_TASK REQUIREMENTS_
Transcribe all of the records precisely as they are presented.

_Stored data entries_
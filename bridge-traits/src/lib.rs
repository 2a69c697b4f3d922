//! # Host Bridge Traits
//!
//! Capability traits the sync engine depends on, implemented per host.
//!
//! ## Overview
//!
//! This crate defines the contract between the sync core and the concrete
//! adapters that talk to the outside world. Each trait represents a capability
//! that the core requires but that is implemented elsewhere (desktop adapters
//! live in `bridge-desktop`, the Google Drive adapter in `provider-google-drive`,
//! and tests substitute in-memory fakes).
//!
//! ## Traits
//!
//! ### Networking & I/O
//! - [`HttpClient`](http::HttpClient) - Async HTTP operations with retry and streaming
//! - [`FileSystemAccess`](storage::FileSystemAccess) - Local file I/O used for videos, previews and the manifest
//! - [`StorageProvider`](storage::StorageProvider) - Remote folder listing and content download
//!
//! ### Media
//! - [`Transcoder`](transcode::Transcoder) - Derives preview assets from a source video
//!
//! ### Utilities
//! - [`Clock`](time::Clock) - Time source for deterministic testing
//!
//! ## Error Handling
//!
//! All bridge traits use the [`BridgeError`](error::BridgeError) type. Adapters
//! should convert their native errors into `BridgeError` and include enough
//! context (file path, HTTP status, tool stderr) for the message to be actionable.
//!
//! ## Thread Safety
//!
//! All bridge traits require `Send + Sync` so they can be shared behind `Arc`
//! across the tasks of a sync run.
//!
//! ## Examples
//!
//! ### Implementing Transcoder
//!
//! ```ignore
//! use bridge_traits::transcode::{Transcoder, TranscodeOptions};
//! use bridge_traits::error::Result;
//! use async_trait::async_trait;
//! use std::path::Path;
//!
//! struct NoopTranscoder;
//!
//! #[async_trait]
//! impl Transcoder for NoopTranscoder {
//!     async fn check_available(&self) -> Result<()> {
//!         Ok(())
//!     }
//!
//!     async fn transcode(&self, source: &Path, output: &Path, options: &TranscodeOptions) -> Result<()> {
//!         tokio::fs::copy(source, output).await?;
//!         Ok(())
//!     }
//! }
//! ```

pub mod error;
pub mod http;
pub mod storage;
pub mod time;
pub mod transcode;

pub use error::BridgeError;

// Re-export commonly used types
pub use http::{HttpClient, HttpMethod, HttpRequest, HttpResponse, RetryPolicy};
pub use storage::{ContentStream, FileMetadata, FileSystemAccess, RemoteFile, StorageProvider};
pub use time::{Clock, LogLevel, SystemClock};
pub use transcode::{TranscodeOptions, Transcoder};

_WRITTEN ANSWER_
filename bridge-traits/src/lib.rs
repository 2a69c697b4f3d922
//! # Host Bridge Traits
//!
//! Capability traits the sync engine depends on, implemented per host.
//!
//! ## Overview
//!
//! This crate defines the contract between the sync core and the concrete
//! adapters that talk to the outside world. Each trait represents a capability
//! that the core requires but that is implemented elsewhere (desktop adapters
//! live in `bridge-desktop`, the Google Drive adapter in `provider-google-drive`,
//! and tests substitute in-memory fakes).
//!
//! ## Traits
//!
//! ### Networking & I/O
//! - [`HttpClient`](http::HttpClient) - Async HTTP operations with retry and streaming
//! - [`FileSystemAccess`](storage::FileSystemAccess) - Local file I/O used for videos, previews and the manifest
//! - [`StorageProvider`](storage::StorageProvider) - Remote folder listing and content download
//!
//! ### Media
//! - [`Transcoder`](transcode::Transcoder) - Derives preview assets from a source video
//!
//! ### Utilities
//! - [`Clock`](time::Clock) - Time source for deterministic testing
//!
//! ## Error Handling
//!
//! All bridge traits use the [`BridgeError`](error::BridgeError) type. Adapters
//! should convert their native errors into `BridgeError` and include enough
//! context (file path, HTTP status, tool stderr) for the message to be actionable.
//!
//! ## Thread Safety
//!
//! All bridge traits require `Send + Sync` so they can be shared behind `Arc`
//! across the tasks of a sync run.
//!
//! ## Examples
//!
//! ### Implementing Transcoder
//!
//! ```ignore
//! use bridge_traits::transcode::{Transcoder, TranscodeOptions};
//! use bridge_traits::error::Result;
//! use async_trait::async_trait;
//! use std::path::Path;
//!
//! struct NoopTranscoder;
//!
//! #[async_trait]
//! impl Transcoder for NoopTranscoder {
//!     async fn check_available(&self) -> Result<()> {
//!         Ok(())
//!     }
//!
//!     async fn transcode(&self, source: &Path, output: &Path, options: &TranscodeOptions) -> Result<()> {
//!         tokio::fs::copy(source, output).await?;
//!         Ok(())
//!     }
//! }
//! ```

pub mod error;
pub mod http;
pub mod storage;
pub mod time;
pub mod transcode;

pub use error::BridgeError;

// Re-export commonly used types
pub use http::{HttpClient, HttpMethod, HttpRequest, HttpResponse, RetryPolicy};
pub use storage::{ContentStream, FileMetadata, FileSystemAccess, RemoteFile, StorageProvider};
pub use time::{Clock, LogLevel, SystemClock};
pub use transcode::{TranscodeOptions, Transcoder};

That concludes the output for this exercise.